### WORK REQUEST
Exactly as given, reproduce the records in full.

..............................

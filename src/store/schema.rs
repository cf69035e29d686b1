//! SQLite schema for the page cache

use sqlx::SqlitePool;

use super::backend::StorageResult;

/// Bumped whenever `SCHEMA_SQL` changes shape
pub const SCHEMA_VERSION: i64 = 1;

/// Initialize or migrate the page cache schema
pub async fn initialize_schema(pool: &SqlitePool) -> StorageResult<()> {
    let version: i64 = sqlx::query_scalar("PRAGMA user_version")
        .fetch_one(pool)
        .await?;

    if version > SCHEMA_VERSION {
        tracing::warn!(
            found = version,
            expected = SCHEMA_VERSION,
            "Page cache schema is newer than this build"
        );
    }

    if version < SCHEMA_VERSION {
        // v0 -> v1: the only migration is the initial create
        sqlx::query(SCHEMA_SQL).execute(pool).await?;
        sqlx::query(&format!("PRAGMA user_version = {}", SCHEMA_VERSION))
            .execute(pool)
            .await?;
        tracing::info!(version = SCHEMA_VERSION, "Page cache schema initialized");
    }

    Ok(())
}

const SCHEMA_SQL: &str = r#"
-- Rendered pages, one row per (document, page)
CREATE TABLE IF NOT EXISTS cached_pages (
    document_id TEXT NOT NULL,
    page_number INTEGER NOT NULL,
    image_data BLOB NOT NULL,
    width INTEGER NOT NULL,
    height INTEGER NOT NULL,
    -- Epoch milliseconds
    timestamp INTEGER NOT NULL,

    PRIMARY KEY (document_id, page_number)
);

CREATE INDEX IF NOT EXISTS idx_cached_pages_document_id ON cached_pages(document_id);
CREATE INDEX IF NOT EXISTS idx_cached_pages_timestamp ON cached_pages(timestamp);
"#;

..............................

### WRITTEN SOLUTION
filename src/store/schema.rs
repository cf69035e29d686b1
//! SQLite schema for the page cache

use sqlx::SqlitePool;

use super::backend::StorageResult;

/// Bumped whenever `SCHEMA_SQL` changes shape
pub const SCHEMA_VERSION: i64 = 1;

/// Initialize or migrate the page cache schema
pub async fn initialize_schema(pool: &SqlitePool) -> StorageResult<()> {
    let version: i64 = sqlx::query_scalar("PRAGMA user_version")
        .fetch_one(pool)
        .await?;

    if version > SCHEMA_VERSION {
        tracing::warn!(
            found = version,
            expected = SCHEMA_VERSION,
            "Page cache schema is newer than this build"
        );
    }

    if version < SCHEMA_VERSION {
        // v0 -> v1: the only migration is the initial create
        sqlx::query(SCHEMA_SQL).execute(pool).await?;
        sqlx::query(&format!("PRAGMA user_version = {}", SCHEMA_VERSION))
            .execute(pool)
            .await?;
        tracing::info!(version = SCHEMA_VERSION, "Page cache schema initialized");
    }

    Ok(())
}

const SCHEMA_SQL: &str = r#"
-- Rendered pages, one row per (document, page)
CREATE TABLE IF NOT EXISTS cached_pages (
    document_id TEXT NOT NULL,
    page_number INTEGER NOT NULL,
    image_data BLOB NOT NULL,
    width INTEGER NOT NULL,
    height INTEGER NOT NULL,
    -- Epoch milliseconds
    timestamp INTEGER NOT NULL,

    PRIMARY KEY (document_id, page_number)
);

CREATE INDEX IF NOT EXISTS idx_cached_pages_document_id ON cached_pages(document_id);
CREATE INDEX IF NOT EXISTS idx_cached_pages_timestamp ON cached_pages(timestamp);
"#;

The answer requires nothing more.